The thalami are two elongated, ovoid structures on either side of the midline that make contact in the middle - at the "eye" of the bird's head called the Intermediate Mass of the thalamus. The hypothalamus is inferior and anterior to the thalamus, culminating in a "beak-like" structure to which the pituitary gland is attached.
The limbic system is a connected set of structures between the forebrain and hindbrain that regulates emotion, as well as behaviors related to fear and motivation. It plays a role in memory formation and includes parts of the thalamus and hypothalamus as well as the hippocampus. One important structure within the limbic system is a temporal lobe structure called the amygdala, mentioned earlier . The two amygdala (one on each side) are important both for the sensation of fear and for recognizing fearful faces. As aforementioned the amygdala develops early in life and persists as the lead emotional decision-maker until the prefrontal cortex develops fully in the mid-20s.

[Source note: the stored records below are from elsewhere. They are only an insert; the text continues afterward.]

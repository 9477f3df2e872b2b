//! The named set of events owned by a server.

use tickflow_config::{EventKind, EventSpec};

use crate::event::Event;

pub const INIT_EVENT: &str = "InitEvent";
pub const EXIT_EVENT: &str = "ExitEvent";
pub const CYCLIC_EVENT: &str = "CyclicEvent";
pub const PERIODIC_EVENT: &str = "PeriodicEvent";

/// The events every engine starts with.
pub fn default_events() -> Vec<Event> {
    vec![
        Event::new(INIT_EVENT, EventKind::Init)
            .with_description("Ticks its workflows once when the engine starts."),
        Event::new(EXIT_EVENT, EventKind::Exit)
            .with_description("Ticks its workflows once when the engine stops."),
        Event::new(CYCLIC_EVENT, EventKind::Cyclic)
            .with_period(1000)
            .with_description("Ticks its workflows every period (ms)."),
        Event::new(PERIODIC_EVENT, EventKind::Periodic)
            .with_period(100)
            .with_description("Ticks its workflows on each wall-clock period boundary (ms)."),
    ]
}

fn is_lifecycle(name: &str) -> bool {
    name.eq_ignore_ascii_case(INIT_EVENT) || name.eq_ignore_ascii_case(EXIT_EVENT)
}

/// Events keyed by case-insensitive name, kept in insertion order.
///
/// `init`, `tick` and `exit` fan out to every event in that order. `init` and
/// `exit` are idempotent: a second call without the opposite one in between
/// does nothing.
#[derive(Debug)]
pub struct EventEngine {
    events: Vec<Event>,
    initialized: bool,
}

impl Default for EventEngine {
    fn default() -> Self {
        Self {
            events: default_events(),
            initialized: false,
        }
    }
}

impl EventEngine {
    pub fn new() -> Self {
        Self::default()
    }

    pub fn events(&self) -> &[Event] {
        &self.events
    }

    pub fn is_initialized(&self) -> bool {
        self.initialized
    }

    fn index(&self, name: &str) -> Option<usize> {
        self.events
            .iter()
            .position(|e| e.name().eq_ignore_ascii_case(name))
    }

    pub fn event(&self, name: &str) -> Option<&Event> {
        self.index(name).map(|i| &self.events[i])
    }

    pub fn event_mut(&mut self, name: &str) -> Option<&mut Event> {
        self.index(name).map(|i| &mut self.events[i])
    }

    /// Add an event, replacing one with the same name in place.
    pub fn add_event(&mut self, event: Event) {
        match self.index(event.name()) {
            Some(i) => self.events[i] = event,
            None => self.events.push(event),
        }
    }

    /// Remove an event. The init and exit lifecycle events cannot be removed.
    pub fn delete_event(&mut self, name: &str) -> Option<Event> {
        if is_lifecycle(name) {
            tracing::warn!(event = %name, "lifecycle events cannot be deleted");
            return None;
        }
        self.index(name).map(|i| self.events.remove(i))
    }

    /// Drop every event and restore the defaults.
    pub fn clear(&mut self) {
        self.events = default_events();
        self.initialized = false;
    }

    /// Restore the defaults, then add `specs` over them.
    pub fn load_specs(&mut self, specs: &[EventSpec]) {
        self.clear();
        for spec in specs {
            self.add_event(Event::from_spec(spec));
        }
    }

    pub fn to_specs(&self) -> Vec<EventSpec> {
        self.events.iter().map(Event::to_spec).collect()
    }

    /// Sever every event from every workflow.
    pub fn detach_workflows(&self) {
        for event in &self.events {
            event.detach_all();
        }
    }

    pub fn init(&mut self) {
        if self.initialized {
            return;
        }
        for event in &mut self.events {
            event.init();
        }
        self.initialized = true;
        tracing::info!(events = self.events.len(), "event engine started");
    }

    pub fn tick(&self) {
        for event in &self.events {
            event.tick();
        }
    }

    pub fn exit(&mut self) {
        if !self.initialized {
            return;
        }
        for event in &mut self.events {
            event.exit();
        }
        self.initialized = false;
        tracing::info!("event engine stopped");
    }
}

#[cfg(test)]
mod tests {
    use super::*;

    #[test]
    fn test_defaults_present() {
        let engine = EventEngine::new();
        let kinds: Vec<(&str, EventKind)> = engine
            .events()
            .iter()
            .map(|e| (e.name(), e.kind()))
            .collect();
        assert_eq!(
            kinds,
            vec![
                (INIT_EVENT, EventKind::Init),
                (EXIT_EVENT, EventKind::Exit),
                (CYCLIC_EVENT, EventKind::Cyclic),
                (PERIODIC_EVENT, EventKind::Periodic),
            ]
        );
        assert_eq!(engine.event("cyclicevent").unwrap().period(), 1000);
        assert_eq!(engine.event("PERIODICEVENT").unwrap().period(), 100);
    }

    #[test]
    fn test_add_replaces_by_name() {
        let mut engine = EventEngine::new();
        engine.add_event(Event::new("cyclicevent", EventKind::Cyclic).with_period(250));
        assert_eq!(engine.events().len(), 4);
        assert_eq!(engine.events()[2].period(), 250);

        engine.add_event(Event::new("Extra", EventKind::Parameter));
        assert_eq!(engine.events().len(), 5);
    }

    #[test]
    fn test_lifecycle_events_cannot_be_deleted() {
        let mut engine = EventEngine::new();
        assert!(engine.delete_event("InitEvent").is_none());
        assert!(engine.delete_event("exitevent").is_none());
        assert!(engine.delete_event("CyclicEvent").is_some());
        assert_eq!(engine.events().len(), 3);

        engine.clear();
        assert_eq!(engine.events().len(), 4);
    }

    #[test]
    fn test_load_specs_keeps_defaults() {
        let mut engine = EventEngine::new();
        engine.load_specs(&[
            EventSpec::new("Fast", EventKind::Cyclic).with_period(50),
            EventSpec::new("InitEvent", EventKind::Init).with_description("Custom"),
        ]);
        assert_eq!(engine.events().len(), 5);
        assert_eq!(engine.event("InitEvent").unwrap().description(), "Custom");
        assert!(engine.event(EXIT_EVENT).is_some());
        assert_eq!(engine.event("fast").unwrap().period(), 50);
    }

    #[test]
    fn test_init_and_exit_are_idempotent() {
        let mut engine = EventEngine::new();
        engine.init();
        engine.init();
        assert!(engine.is_initialized());
        assert!(engine.event(CYCLIC_EVENT).unwrap().is_running());

        engine.exit();
        engine.exit();
        assert!(!engine.is_initialized());
        assert!(!engine.event(CYCLIC_EVENT).unwrap().is_running());
    }
}
use serde::{Deserialize, Serialize};

/// Static identity of a piece of equipment that parameters belong to.
#[derive(Debug, Clone, Default, PartialEq, Eq, Serialize, Deserialize)]
#[serde(default)]
pub struct Device {
    pub name: String,
    pub description: String,
    pub identity: i32,
    pub protocol: String,
    pub bus: String,
}

impl Device {
    pub fn new(name: impl Into<String>) -> Self {
        Self {
            name: name.into(),
            ..Default::default()
        }
    }
}

#[cfg(test)]
mod tests {
    use super::*;

    #[test]
    fn test_equality_covers_all_fields() {
        let orig = Device {
            name: "Olle".into(),
            description: "Test rig".into(),
            identity: 12,
            protocol: "CAN".into(),
            bus: "CAN1".into(),
        };
        let mut copy = orig.clone();
        assert_eq!(copy, orig);
        copy.bus = "CAN2".into();
        assert_ne!(copy, orig);
    }

    #[test]
    fn test_missing_fields_default() {
        let device: Device = toml::from_str(r#"name = "Pelle""#).unwrap();
        assert_eq!(device, Device::new("Pelle"));
    }
}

Figure 10. Normal Brain PET Scan. By US National Institute on Aging, Alzheimer's Disease Education and Referral Center
Figure 11. Alzheimer Brain PET Scan. Please compare the orange levels of activity seen in this brain and the normal brain in Figure 10. By US National Institute on Aging, Alzheimer's Disease Education and Referral Center
The midbrain and hindbrain (composed of the pons and the medulla) are collectively referred to as the brain stem. The structure emerges from the ventral surface as a cone that connects the brain to the spinal cord. The midbrain coordinates sensory representations of the visual, auditory, and somatosensory perceptual spaces. The pons is the main connection with the adjacent cerebellum. The pons and the medulla regulate several crucial functions, including the cardiovascular and respiratory systems and rates.
The cranial nerves connect through the brain stem and provide the brain with the sensory input and motor output associated with the head and neck, including most of the special senses. The major ascending and descending pathways between the spinal cord and brain, specifically the cerebrum, pass through the brain stem.

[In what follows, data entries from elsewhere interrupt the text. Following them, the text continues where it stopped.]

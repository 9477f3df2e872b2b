//! Value representations and the conversion matrix between them.
//!
//! A [`Parameter`](crate::Parameter) stores its value in the representation
//! implied by its [`DataType`]. Reads and writes go through the
//! [`ParameterValue`] trait, which converts between the caller's Rust type and
//! that representation:
//!
//! | Stored as | Data types |
//! |-----------|------------|
//! | `u64` | `Unsigned`, `Boolean` |
//! | `i64` | `Signed`, `Enum` |
//! | `f64` | `Float` |
//! | `String` | `String` |
//! | `Vec<u8>` | `ByteArray` |
//!
//! Numeric cross conversions are plain `as` casts. Malformed text never
//! raises: the target keeps whatever value it had before the call.

use std::collections::BTreeMap;
use std::fmt;
use std::str::FromStr;

use serde::{Deserialize, Deserializer, Serialize, Serializer};

/// Byte sequence value.
pub type ByteArray = Vec<u8>;

/// Mapping of enumerate key to display text.
pub type EnumList = BTreeMap<i64, String>;

/// The representation a parameter value is stored in.
#[derive(Debug, Clone, Copy, PartialEq, Eq, Hash, Default)]
pub enum DataType {
    /// 64-bit floating point.
    #[default]
    Float,
    /// Signed 64-bit integer.
    Signed,
    /// Unsigned 64-bit integer.
    Unsigned,
    /// Boolean, stored as an unsigned integer.
    Boolean,
    /// Free text.
    String,
    /// Enumerate, stored as a signed key into the parameter's enum list.
    Enum,
    /// Raw bytes.
    ByteArray,
}

impl DataType {
    /// All data types in declaration order.
    pub const ALL: [DataType; 7] = [
        DataType::Float,
        DataType::Signed,
        DataType::Unsigned,
        DataType::Boolean,
        DataType::String,
        DataType::Enum,
        DataType::ByteArray,
    ];

    /// Display label, also used in persisted documents.
    pub fn label(self) -> &'static str {
        match self {
            DataType::Float => "Float",
            DataType::Signed => "Signed",
            DataType::Unsigned => "Unsigned",
            DataType::Boolean => "Boolean",
            DataType::String => "String",
            DataType::Enum => "Enumerate",
            DataType::ByteArray => "Byte Array",
        }
    }
}

impl fmt::Display for DataType {
    fn fmt(&self, f: &mut fmt::Formatter<'_>) -> fmt::Result {
        f.write_str(self.label())
    }
}

impl FromStr for DataType {
    type Err = String;

    fn from_str(s: &str) -> Result<Self, Self::Err> {
        let wanted = s.trim();
        if let Some(found) = Self::ALL
            .iter()
            .find(|t| t.label().eq_ignore_ascii_case(wanted))
        {
            return Ok(*found);
        }
        match wanted.to_ascii_lowercase().as_str() {
            "enum" => Ok(DataType::Enum),
            "bytearray" | "bytes" => Ok(DataType::ByteArray),
            "bool" => Ok(DataType::Boolean),
            _ => Err(format!("unknown data type '{wanted}'")),
        }
    }
}

impl Serialize for DataType {
    fn serialize<S: Serializer>(&self, serializer: S) -> Result<S::Ok, S::Error> {
        serializer.serialize_str(self.label())
    }
}

impl<'de> Deserialize<'de> for DataType {
    /// Unknown labels fall back to the default type rather than failing the
    /// whole document.
    fn deserialize<D: Deserializer<'de>>(deserializer: D) -> Result<Self, D::Error> {
        let label = String::deserialize(deserializer)?;
        Ok(label.parse().unwrap_or_else(|e: String| {
            tracing::warn!(error = %e, "using default data type");
            DataType::default()
        }))
    }
}

/// Interpret text as a boolean.
///
/// True when the text starts with `T`, `Y`, `1` or `E` (any case), or starts
/// with `ON` (any case). Everything else, including the empty string, is false.
pub fn text_to_bool(text: &str) -> bool {
    let mut chars = text.chars();
    match chars.next() {
        Some('T' | 't' | 'Y' | 'y' | '1' | 'E' | 'e') => true,
        Some('O' | 'o') => matches!(chars.next(), Some('N' | 'n')),
        _ => false,
    }
}

/// The lock-protected storage behind a parameter.
///
/// Only the field matching the parameter's data type is meaningful.
#[derive(Debug, Clone, Default)]
pub struct ValueCell {
    pub(crate) valid: bool,
    pub(crate) float: f64,
    pub(crate) signed: i64,
    pub(crate) unsigned: u64,
    pub(crate) text: String,
    pub(crate) bytes: ByteArray,
}

/// A Rust type that can be written to and read from a parameter.
///
/// Implemented for the primitive numeric types, `bool`, `String` and
/// [`ByteArray`].
pub trait ParameterValue: Sized {
    /// Store `self` in `cell` using the representation of `data_type`.
    fn store(&self, cell: &mut ValueCell, data_type: DataType, enums: &EnumList);

    /// Convert the representation in `cell` into `out`.
    ///
    /// When no conversion applies (malformed text, unknown enumerate key),
    /// `out` is left untouched.
    fn load(out: &mut Self, cell: &ValueCell, data_type: DataType, enums: &EnumList);
}

fn parse_trimmed<T: FromStr>(text: &str) -> Option<T> {
    text.trim().parse().ok()
}

macro_rules! numeric_value {
    ($($t:ty),* $(,)?) => {$(
        impl ParameterValue for $t {
            fn store(&self, cell: &mut ValueCell, data_type: DataType, _enums: &EnumList) {
                let value = *self;
                match data_type {
                    DataType::Boolean | DataType::Unsigned => cell.unsigned = value as u64,
                    DataType::Signed | DataType::Enum => cell.signed = value as i64,
                    DataType::Float => cell.float = value as f64,
                    DataType::String => cell.text = value.to_string(),
                    DataType::ByteArray => cell.bytes = value.to_ne_bytes().to_vec(),
                }
            }

            fn load(out: &mut Self, cell: &ValueCell, data_type: DataType, _enums: &EnumList) {
                match data_type {
                    DataType::Boolean | DataType::Unsigned => *out = cell.unsigned as $t,
                    DataType::Signed | DataType::Enum => *out = cell.signed as $t,
                    DataType::Float => *out = cell.float as $t,
                    DataType::String => {
                        if let Some(value) = parse_trimmed::<$t>(&cell.text) {
                            *out = value;
                        }
                    }
                    DataType::ByteArray => {
                        if let Some(first) = cell.bytes.first() {
                            *out = *first as $t;
                        }
                    }
                }
            }
        }
    )*};
}

numeric_value!(f64, f32, i64, i32, i16, i8, isize, u64, u32, u16, u8, usize);

impl ParameterValue for bool {
    fn store(&self, cell: &mut ValueCell, data_type: DataType, _enums: &EnumList) {
        let value = *self;
        match data_type {
            DataType::Boolean | DataType::Unsigned => cell.unsigned = u64::from(value),
            DataType::Signed | DataType::Enum => cell.signed = i64::from(value),
            DataType::Float => cell.float = if value { 1.0 } else { 0.0 },
            DataType::String => cell.text = if value { "1" } else { "0" }.to_string(),
            DataType::ByteArray => cell.bytes = vec![u8::from(value)],
        }
    }

    fn load(out: &mut Self, cell: &ValueCell, data_type: DataType, enums: &EnumList) {
        match data_type {
            DataType::Boolean | DataType::Unsigned => *out = cell.unsigned > 0,
            DataType::Signed => *out = cell.signed > 0,
            DataType::Float => *out = cell.float > 0.5,
            DataType::String => *out = text_to_bool(&cell.text),
            DataType::Enum => {
                if let Some(text) = enums.get(&cell.signed) {
                    *out = text_to_bool(text);
                }
            }
            DataType::ByteArray => {
                if let Some(first) = cell.bytes.first() {
                    *out = *first != 0;
                }
            }
        }
    }
}

/// Store text in the representation of `data_type`.
pub(crate) fn store_text(text: &str, cell: &mut ValueCell, data_type: DataType, enums: &EnumList) {
    match data_type {
        DataType::Boolean => cell.unsigned = u64::from(text_to_bool(text)),
        DataType::Unsigned => {
            if let Some(value) = parse_trimmed(text) {
                cell.unsigned = value;
            }
        }
        DataType::Enum => {
            if let Some((key, _)) = enums.iter().find(|(_, display)| display.as_str() == text) {
                cell.signed = *key;
            } else if let Some(value) = parse_trimmed(text) {
                cell.signed = value;
            }
        }
        DataType::Signed => {
            if let Some(value) = parse_trimmed(text) {
                cell.signed = value;
            }
        }
        DataType::Float => {
            if let Some(value) = parse_trimmed(text) {
                cell.float = value;
            }
        }
        DataType::String => cell.text = text.to_string(),
        DataType::ByteArray => cell.bytes = text.as_bytes().to_vec(),
    }
}

impl ParameterValue for String {
    fn store(&self, cell: &mut ValueCell, data_type: DataType, enums: &EnumList) {
        store_text(self, cell, data_type, enums);
    }

    fn load(out: &mut Self, cell: &ValueCell, data_type: DataType, enums: &EnumList) {
        match data_type {
            DataType::Boolean => *out = if cell.unsigned > 0 { "1" } else { "0" }.to_string(),
            DataType::Signed => *out = cell.signed.to_string(),
            DataType::Unsigned => *out = cell.unsigned.to_string(),
            DataType::Float => *out = cell.float.to_string(),
            DataType::String => out.clone_from(&cell.text),
            DataType::Enum => *out = enums.get(&cell.signed).cloned().unwrap_or_default(),
            DataType::ByteArray => *out = String::from_utf8_lossy(&cell.bytes).into_owned(),
        }
    }
}

impl ParameterValue for ByteArray {
    fn store(&self, cell: &mut ValueCell, data_type: DataType, _enums: &EnumList) {
        let first = self.first().copied().unwrap_or(0);
        match data_type {
            DataType::Unsigned | DataType::Boolean => cell.unsigned = u64::from(first),
            DataType::Signed | DataType::Enum => cell.signed = i64::from(first),
            DataType::Float => cell.float = f64::from(first),
            DataType::String => cell.text = String::from_utf8_lossy(self).into_owned(),
            DataType::ByteArray => cell.bytes.clone_from(self),
        }
    }

    fn load(out: &mut Self, cell: &ValueCell, data_type: DataType, enums: &EnumList) {
        match data_type {
            DataType::Boolean => *out = vec![u8::from(cell.unsigned > 0)],
            DataType::Signed => *out = cell.signed.to_ne_bytes().to_vec(),
            DataType::Unsigned => *out = cell.unsigned.to_ne_bytes().to_vec(),
            DataType::Float => *out = cell.float.to_ne_bytes().to_vec(),
            DataType::String => *out = cell.text.as_bytes().to_vec(),
            DataType::Enum => {
                *out = enums
                    .get(&cell.signed)
                    .map(|text| text.as_bytes().to_vec())
                    .unwrap_or_default();
            }
            DataType::ByteArray => out.clone_from(&cell.bytes),
        }
    }
}

/// Persist an [`EnumList`] as a list of `{ key, text }` items, since TOML
/// tables only accept string keys.
pub(crate) mod enum_list_serde {
    use serde::{Deserialize, Deserializer, Serialize, Serializer};

    use super::EnumList;

    #[derive(Serialize, Deserialize)]
    struct EnumItem {
        key: i64,
        #[serde(default)]
        text: String,
    }

    pub fn serialize<S: Serializer>(list: &EnumList, serializer: S) -> Result<S::Ok, S::Error> {
        let items: Vec<EnumItem> = list
            .iter()
            .map(|(key, text)| EnumItem {
                key: *key,
                text: text.clone(),
            })
            .collect();
        items.serialize(serializer)
    }

    pub fn deserialize<'de, D: Deserializer<'de>>(deserializer: D) -> Result<EnumList, D::Error> {
        let items = Vec::<EnumItem>::deserialize(deserializer)?;
        Ok(items.into_iter().map(|item| (item.key, item.text)).collect())
    }
}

One of the original regions of the embryonic brain, the midbrain is a small region between the thalamus and pons. It is separated into the tectum and tegmentum, from the Latin words for roof and floor, respectively. The tectum is composed of four bumps known as the colliculi (singular = colliculus), which means "little hill". The inferior colliculus is the inferior pair of these enlargements and is part of the auditory brain stem pathway. Neurons of the inferior colliculus project to the thalamus, which then sends auditory information to the cerebrum for the conscious perception of sound. Fibers between the inferior and the superior colliculi give auditory input that stimulates visual reflexes to a loud sound, etc.
The superior colliculus involved with visual reflexes combining sensory information about visual space, auditory space, and somatosensory space. Activity in the superior colliculus is related to orienting the eyes to a vision, sound or touch stimulus. If you are walking along the sidewalk on campus and you hear chirping, the superior colliculus coordinates that information with your awareness of the visual location of the tree right above you. That is the correlation of auditory and visual maps. If you suddenly feel something wet fall on your head, your superior colliculus integrates that with the auditory and visual maps and you know that the chirping bird just relieved itself on you. You want to look up to see the culprit, but do not!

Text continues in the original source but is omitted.